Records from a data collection
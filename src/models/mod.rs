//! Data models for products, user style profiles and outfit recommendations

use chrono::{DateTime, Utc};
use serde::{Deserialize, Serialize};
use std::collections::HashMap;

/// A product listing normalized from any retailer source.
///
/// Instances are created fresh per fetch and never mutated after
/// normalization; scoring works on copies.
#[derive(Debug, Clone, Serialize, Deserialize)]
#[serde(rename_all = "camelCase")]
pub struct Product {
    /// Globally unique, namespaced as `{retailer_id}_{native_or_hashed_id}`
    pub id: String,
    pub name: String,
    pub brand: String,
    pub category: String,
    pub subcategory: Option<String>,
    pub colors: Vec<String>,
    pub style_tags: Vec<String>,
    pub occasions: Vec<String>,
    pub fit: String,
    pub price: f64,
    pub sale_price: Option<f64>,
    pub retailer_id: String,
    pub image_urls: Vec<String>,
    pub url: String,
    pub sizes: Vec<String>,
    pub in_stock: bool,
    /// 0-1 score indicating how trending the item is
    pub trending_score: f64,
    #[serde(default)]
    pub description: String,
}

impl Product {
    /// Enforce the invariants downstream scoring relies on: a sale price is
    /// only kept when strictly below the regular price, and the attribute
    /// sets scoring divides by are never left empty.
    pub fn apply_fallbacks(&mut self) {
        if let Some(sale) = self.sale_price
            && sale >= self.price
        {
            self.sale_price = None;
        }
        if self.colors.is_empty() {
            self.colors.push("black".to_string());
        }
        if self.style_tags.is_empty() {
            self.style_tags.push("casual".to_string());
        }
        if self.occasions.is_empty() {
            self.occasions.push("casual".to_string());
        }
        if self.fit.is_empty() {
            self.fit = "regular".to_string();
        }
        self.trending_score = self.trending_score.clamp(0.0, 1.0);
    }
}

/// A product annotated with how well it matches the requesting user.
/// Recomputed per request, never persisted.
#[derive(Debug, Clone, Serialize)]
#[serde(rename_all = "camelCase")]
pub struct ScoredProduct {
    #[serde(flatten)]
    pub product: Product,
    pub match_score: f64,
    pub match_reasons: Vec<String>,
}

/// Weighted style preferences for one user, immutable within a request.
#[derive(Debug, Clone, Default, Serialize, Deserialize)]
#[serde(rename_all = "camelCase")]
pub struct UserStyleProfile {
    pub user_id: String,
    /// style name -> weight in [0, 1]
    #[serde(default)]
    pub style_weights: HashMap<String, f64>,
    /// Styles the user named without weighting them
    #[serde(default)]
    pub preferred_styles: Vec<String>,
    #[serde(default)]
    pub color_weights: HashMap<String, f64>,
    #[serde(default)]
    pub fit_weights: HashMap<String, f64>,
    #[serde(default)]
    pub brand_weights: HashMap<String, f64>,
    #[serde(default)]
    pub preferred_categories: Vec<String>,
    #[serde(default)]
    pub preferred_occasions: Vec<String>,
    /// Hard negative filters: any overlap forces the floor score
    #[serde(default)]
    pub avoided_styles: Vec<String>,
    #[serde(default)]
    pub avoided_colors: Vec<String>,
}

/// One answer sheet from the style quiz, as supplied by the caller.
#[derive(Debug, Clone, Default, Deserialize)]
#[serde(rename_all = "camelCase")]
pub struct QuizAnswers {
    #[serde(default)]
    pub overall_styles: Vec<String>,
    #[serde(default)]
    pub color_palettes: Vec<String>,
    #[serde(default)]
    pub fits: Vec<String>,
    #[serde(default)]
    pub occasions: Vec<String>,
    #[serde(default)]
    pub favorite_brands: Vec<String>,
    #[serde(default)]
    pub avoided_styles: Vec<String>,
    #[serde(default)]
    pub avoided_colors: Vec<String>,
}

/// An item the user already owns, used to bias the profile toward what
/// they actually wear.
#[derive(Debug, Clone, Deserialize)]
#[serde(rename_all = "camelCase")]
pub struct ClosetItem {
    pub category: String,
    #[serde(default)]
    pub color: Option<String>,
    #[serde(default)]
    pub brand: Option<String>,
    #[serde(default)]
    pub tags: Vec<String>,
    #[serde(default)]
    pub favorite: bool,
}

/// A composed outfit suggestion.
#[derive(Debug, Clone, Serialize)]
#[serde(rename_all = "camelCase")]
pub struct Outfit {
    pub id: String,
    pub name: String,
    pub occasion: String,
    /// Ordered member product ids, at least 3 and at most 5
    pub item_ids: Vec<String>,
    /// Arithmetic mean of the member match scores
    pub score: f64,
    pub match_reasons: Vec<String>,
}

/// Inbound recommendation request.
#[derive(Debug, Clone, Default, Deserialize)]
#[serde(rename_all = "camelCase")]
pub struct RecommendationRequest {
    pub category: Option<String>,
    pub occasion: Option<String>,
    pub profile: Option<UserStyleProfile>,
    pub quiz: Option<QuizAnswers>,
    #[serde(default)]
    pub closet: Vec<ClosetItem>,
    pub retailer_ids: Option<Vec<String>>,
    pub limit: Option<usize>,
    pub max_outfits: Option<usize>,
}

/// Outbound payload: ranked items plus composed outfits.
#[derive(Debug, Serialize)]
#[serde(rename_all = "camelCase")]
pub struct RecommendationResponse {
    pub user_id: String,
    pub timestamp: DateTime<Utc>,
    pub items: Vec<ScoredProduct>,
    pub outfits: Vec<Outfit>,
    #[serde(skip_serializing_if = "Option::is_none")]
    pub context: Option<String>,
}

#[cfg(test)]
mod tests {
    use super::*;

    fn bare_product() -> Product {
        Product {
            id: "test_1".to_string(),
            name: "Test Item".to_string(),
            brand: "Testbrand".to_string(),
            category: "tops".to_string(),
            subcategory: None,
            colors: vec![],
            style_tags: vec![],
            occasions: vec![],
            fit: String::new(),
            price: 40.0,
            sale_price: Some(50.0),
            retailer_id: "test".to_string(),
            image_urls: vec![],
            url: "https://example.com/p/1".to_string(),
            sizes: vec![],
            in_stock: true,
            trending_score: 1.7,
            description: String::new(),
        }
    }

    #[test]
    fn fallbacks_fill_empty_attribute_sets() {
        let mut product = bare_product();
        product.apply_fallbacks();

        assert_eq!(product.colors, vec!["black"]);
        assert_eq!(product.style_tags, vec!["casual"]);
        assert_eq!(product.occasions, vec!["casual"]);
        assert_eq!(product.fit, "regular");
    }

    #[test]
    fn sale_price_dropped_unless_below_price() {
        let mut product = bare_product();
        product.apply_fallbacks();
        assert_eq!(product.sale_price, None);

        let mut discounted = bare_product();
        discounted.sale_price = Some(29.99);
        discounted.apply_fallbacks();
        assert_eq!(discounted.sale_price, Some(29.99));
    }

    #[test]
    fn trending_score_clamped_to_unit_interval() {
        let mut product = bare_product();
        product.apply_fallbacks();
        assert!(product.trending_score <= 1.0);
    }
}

* * *

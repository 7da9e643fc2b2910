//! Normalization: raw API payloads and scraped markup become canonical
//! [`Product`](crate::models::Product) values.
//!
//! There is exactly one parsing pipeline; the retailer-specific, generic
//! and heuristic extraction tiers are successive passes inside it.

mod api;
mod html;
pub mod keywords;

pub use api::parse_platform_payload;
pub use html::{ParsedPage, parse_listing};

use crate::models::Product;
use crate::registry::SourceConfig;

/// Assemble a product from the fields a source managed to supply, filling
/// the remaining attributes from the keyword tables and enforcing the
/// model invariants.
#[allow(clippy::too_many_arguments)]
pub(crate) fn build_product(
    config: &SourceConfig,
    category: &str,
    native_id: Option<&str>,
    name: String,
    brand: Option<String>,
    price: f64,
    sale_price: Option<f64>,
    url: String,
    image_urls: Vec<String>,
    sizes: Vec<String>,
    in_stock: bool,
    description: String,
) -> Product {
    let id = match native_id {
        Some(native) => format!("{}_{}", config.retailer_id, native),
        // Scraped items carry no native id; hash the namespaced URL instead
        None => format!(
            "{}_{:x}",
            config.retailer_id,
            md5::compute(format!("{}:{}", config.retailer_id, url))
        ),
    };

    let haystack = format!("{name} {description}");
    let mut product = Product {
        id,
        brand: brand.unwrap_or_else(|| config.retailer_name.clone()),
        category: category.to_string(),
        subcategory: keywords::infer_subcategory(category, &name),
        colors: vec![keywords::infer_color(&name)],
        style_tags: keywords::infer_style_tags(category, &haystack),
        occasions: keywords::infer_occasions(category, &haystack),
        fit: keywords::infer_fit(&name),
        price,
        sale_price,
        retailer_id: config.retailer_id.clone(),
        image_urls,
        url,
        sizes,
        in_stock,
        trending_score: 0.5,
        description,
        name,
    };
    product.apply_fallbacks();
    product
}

==

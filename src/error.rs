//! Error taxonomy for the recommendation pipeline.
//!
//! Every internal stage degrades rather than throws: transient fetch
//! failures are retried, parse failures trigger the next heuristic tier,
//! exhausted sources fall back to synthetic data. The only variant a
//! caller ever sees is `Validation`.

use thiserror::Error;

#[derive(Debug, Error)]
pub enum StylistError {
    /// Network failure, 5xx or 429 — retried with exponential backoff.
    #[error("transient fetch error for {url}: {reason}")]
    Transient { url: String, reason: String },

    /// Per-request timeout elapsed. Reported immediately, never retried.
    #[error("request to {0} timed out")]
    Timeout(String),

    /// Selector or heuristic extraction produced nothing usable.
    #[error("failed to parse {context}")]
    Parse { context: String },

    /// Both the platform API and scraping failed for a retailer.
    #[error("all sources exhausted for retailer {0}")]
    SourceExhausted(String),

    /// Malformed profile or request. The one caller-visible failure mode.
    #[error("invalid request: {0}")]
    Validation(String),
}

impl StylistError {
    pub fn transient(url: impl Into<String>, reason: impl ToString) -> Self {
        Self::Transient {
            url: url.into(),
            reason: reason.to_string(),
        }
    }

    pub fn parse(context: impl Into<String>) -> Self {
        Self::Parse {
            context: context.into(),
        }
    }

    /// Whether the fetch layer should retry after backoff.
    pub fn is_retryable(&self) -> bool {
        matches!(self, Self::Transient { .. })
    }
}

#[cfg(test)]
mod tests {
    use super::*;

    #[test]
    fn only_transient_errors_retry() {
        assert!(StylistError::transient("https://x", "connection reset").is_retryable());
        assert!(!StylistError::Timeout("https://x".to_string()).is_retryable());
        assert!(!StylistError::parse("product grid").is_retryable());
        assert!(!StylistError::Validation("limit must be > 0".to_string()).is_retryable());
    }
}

§ **PROBLEM DETAILS**
Where a line of the records contains the word "Deserialize", copy that line.

§ **ANSWER SECTION**
use serde::{Deserialize, Serialize};
#[derive(Debug, Clone, Serialize, Deserialize)]
#[derive(Debug, Clone, Default, Serialize, Deserialize)]
#[derive(Debug, Clone, Default, Deserialize)]
#[derive(Debug, Clone, Deserialize)]
#[derive(Debug, Clone, Default, Deserialize)]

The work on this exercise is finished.